Challenges for developed economies

Western healthcare systems are under increased pressure to improve healthcare outcomes while capping or even reducing budgets, despite growing demand for healthcare driven partly by the challenges of an ageing population.

With capital spending suppressed, purchasing managers are often constrained to maintain existing equipment, so replacement cycles are lengthening. Under-investment in medical technology can lead to diagnostic and treatment inefficiency, directly undermining standards of patient care.

In these countries, asset finance is increasingly being used to spread payments and avoid large upfront capital expenditure, as well as offering a way to manage treatment/reimbursement through transparent cost-to-use calculations.

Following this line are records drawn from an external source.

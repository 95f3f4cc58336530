//! Media-Stream – DTLS-relevanter Zustand eines Streams
//!
//! Die Signalisierung legt Rolle und erwarteten Peer-Fingerprint fest, die
//! Session-Verwaltung den Endpunkt des Peers. Die DTLS-Session selbst wird
//! erst beim ersten Handshake-Schritt vom Transport-Treiber angelegt.
//!
//! Thread-safe: Endpunkt und Fingerprint liegen hinter `RwLock`, die Session
//! hinter einem `Mutex`, der `treiben()`-Aufrufe pro Stream serialisiert.

use mediarelay_core::{DtlsRolle, Endpunkt, StreamId};
use mediarelay_crypto::{
    CryptoError, DtlsSession, Fingerprint, FingerprintSlot, SessionZustand, SrtpSchluessel,
};
use parking_lot::{Mutex, MutexGuard, RwLock};
use std::net::SocketAddr;
use std::sync::Arc;

use crate::error::MediaResult;

pub struct MediaStream {
    id: StreamId,
    rolle: DtlsRolle,
    /// Lokale Adresse, von der DTLS-Records gesendet werden
    lokal: SocketAddr,
    /// Zuletzt bekannter Endpunkt des Peers
    endpunkt: RwLock<Option<Endpunkt>>,
    erwartet: FingerprintSlot,
    dtls: Mutex<Option<DtlsSession>>,
}

impl MediaStream {
    pub fn neu(id: StreamId, rolle: DtlsRolle, lokal: SocketAddr) -> Self {
        Self {
            id,
            rolle,
            lokal,
            endpunkt: RwLock::new(None),
            erwartet: Arc::new(RwLock::new(None)),
            dtls: Mutex::new(None),
        }
    }

    pub fn id(&self) -> StreamId {
        self.id
    }

    pub fn rolle(&self) -> DtlsRolle {
        self.rolle
    }

    pub fn lokal(&self) -> SocketAddr {
        self.lokal
    }

    pub fn endpunkt(&self) -> Option<Endpunkt> {
        *self.endpunkt.read()
    }

    pub fn endpunkt_setzen(&self, endpunkt: Endpunkt) {
        let alt = self.endpunkt.write().replace(endpunkt);
        if alt.is_some_and(|alt| alt != endpunkt) {
            tracing::debug!(stream = %self.id, endpunkt = %endpunkt, "Peer-Endpunkt gewechselt");
        }
    }

    /// Setzt den erwarteten Peer-Fingerprint
    ///
    /// Wirkt auch auf eine bereits laufende Session, da deren Verify-Callback
    /// denselben Slot liest.
    pub fn fingerprint_setzen(&self, fingerprint: Fingerprint) {
        tracing::debug!(stream = %self.id, fingerprint = %fingerprint, "Peer-Fingerprint gesetzt");
        *self.erwartet.write() = Some(fingerprint);
    }

    /// Uebernimmt Algorithmus und Digest aus der Signalisierung
    ///
    /// Ein Digest, dessen Laenge nicht zum Algorithmus passt, wird hier
    /// abgewiesen und der bisherige Fingerprint bleibt bestehen.
    pub fn fingerprint_signalisiert(&self, algorithmus: &str, digest: Vec<u8>) -> MediaResult<()> {
        let fingerprint = Fingerprint::aus_name(algorithmus, digest).inspect_err(|e| {
            tracing::warn!(stream = %self.id, fehler = %e, "Signalisierter Fingerprint ungueltig");
        })?;
        self.fingerprint_setzen(fingerprint);
        Ok(())
    }

    pub fn erwarteter_fingerprint(&self) -> Option<Fingerprint> {
        self.erwartet.read().clone()
    }

    pub(crate) fn fingerprint_slot(&self) -> &FingerprintSlot {
        &self.erwartet
    }

    pub(crate) fn dtls_sperren(&self) -> MutexGuard<'_, Option<DtlsSession>> {
        self.dtls.lock()
    }

    /// Zustand der DTLS-Session; ohne Session `Uninitialisiert`
    pub fn dtls_zustand(&self) -> SessionZustand {
        self.dtls
            .lock()
            .as_ref()
            .map_or(SessionZustand::Uninitialisiert, DtlsSession::zustand)
    }

    pub fn ist_verbunden(&self) -> bool {
        self.dtls_zustand() == SessionZustand::Verbunden
    }

    /// Verwirft die DTLS-Session samt Puffern und SSL-Kontext
    pub fn dtls_zuruecksetzen(&self) {
        if self.dtls.lock().take().is_some() {
            tracing::debug!(stream = %self.id, "DTLS-Session verworfen");
        }
    }

    /// Ausgehandeltes SRTP-Schluesselmaterial des verbundenen Streams
    pub fn srtp_schluessel(&self) -> MediaResult<SrtpSchluessel> {
        let dtls = self.dtls.lock();
        let session = dtls.as_ref().ok_or(CryptoError::NichtInitialisiert)?;
        Ok(session.srtp_schluessel()?)
    }
}

impl std::fmt::Debug for MediaStream {
    fn fmt(&self, f: &mut std::fmt::Formatter<'_>) -> std::fmt::Result {
        f.debug_struct("MediaStream")
            .field("id", &self.id)
            .field("rolle", &self.rolle)
            .field("lokal", &self.lokal)
            .field("endpunkt", &self.endpunkt())
            .field("dtls", &self.dtls_zustand())
            .finish()
    }
}

// ---------------------------------------------------------------------------
// Tests
// ---------------------------------------------------------------------------

#[cfg(test)]
mod tests {
    use super::*;
    use crate::error::MediaError;

    fn stream(rolle: DtlsRolle) -> MediaStream {
        MediaStream::neu(StreamId::new(), rolle, "127.0.0.1:40000".parse().unwrap())
    }

    #[test]
    fn neuer_stream_ohne_session() {
        let s = stream(DtlsRolle::Passiv);
        assert_eq!(s.dtls_zustand(), SessionZustand::Uninitialisiert);
        assert!(!s.ist_verbunden());
        assert!(s.endpunkt().is_none());
        assert!(s.erwarteter_fingerprint().is_none());
    }

    #[test]
    fn endpunkt_setzen_und_wechseln() {
        let s = stream(DtlsRolle::Aktiv);
        let a: SocketAddr = "10.0.0.1:5000".parse().unwrap();
        let b: SocketAddr = "10.0.0.2:6000".parse().unwrap();
        s.endpunkt_setzen(a.into());
        assert_eq!(s.endpunkt().unwrap().socket_addr(), a);
        s.endpunkt_setzen(b.into());
        assert_eq!(s.endpunkt().unwrap().socket_addr(), b);
    }

    #[test]
    fn signalisierter_fingerprint_wird_uebernommen() {
        let s = stream(DtlsRolle::Aktiv);
        s.fingerprint_signalisiert("SHA-256", vec![0xAB; 32]).unwrap();
        let fp = s.erwarteter_fingerprint().unwrap();
        assert_eq!(fp.hash_funktion().name, "sha-256");
        assert_eq!(fp.digest(), &[0xAB; 32][..]);
    }

    #[test]
    fn falsche_digest_laenge_wird_abgewiesen() {
        let s = stream(DtlsRolle::Aktiv);
        s.fingerprint_signalisiert("sha-1", vec![1; 20]).unwrap();

        let err = s.fingerprint_signalisiert("sha-1", vec![2; 32]).unwrap_err();
        assert!(err.ist_konfigurationsfehler());
        assert!(matches!(
            err,
            MediaError::Dtls(CryptoError::UngueltigeDigestLaenge { erwartet: 20, erhalten: 32, .. })
        ));
        // alter Wert bleibt bestehen
        assert_eq!(s.erwarteter_fingerprint().unwrap().digest(), &[1; 20][..]);
    }

    #[test]
    fn unbekannter_algorithmus_wird_abgewiesen() {
        let s = stream(DtlsRolle::Passiv);
        let err = s.fingerprint_signalisiert("md5", vec![0; 16]).unwrap_err();
        assert!(matches!(err, MediaError::Dtls(CryptoError::UnbekannteHashFunktion(_))));
    }

    #[test]
    fn srtp_schluessel_ohne_session() {
        let s = stream(DtlsRolle::Aktiv);
        assert!(matches!(
            s.srtp_schluessel(),
            Err(MediaError::Dtls(CryptoError::NichtInitialisiert))
        ));
    }

    #[test]
    fn zuruecksetzen_ohne_session_ist_noop() {
        let s = stream(DtlsRolle::Aktiv);
        s.dtls_zuruecksetzen();
        assert_eq!(s.dtls_zustand(), SessionZustand::Uninitialisiert);
    }
}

This is the case in the UK, there are signs that the NHS is struggling to meet the 2015 Nicolson target of £20 billion in ‘efficiency savings’, with the prospect of more belt-tightening to follow. Both the public and private sector need to maximize their available funds and attract patients with the highest standards of clinical excellence, enabled through access to top notch medical technology. The situation is somewhat similar in the US, where the Affordable Care Act will increase access to insurance and therefore healthcare services for over 30m Americans and is likely to drive down reimbursement rates.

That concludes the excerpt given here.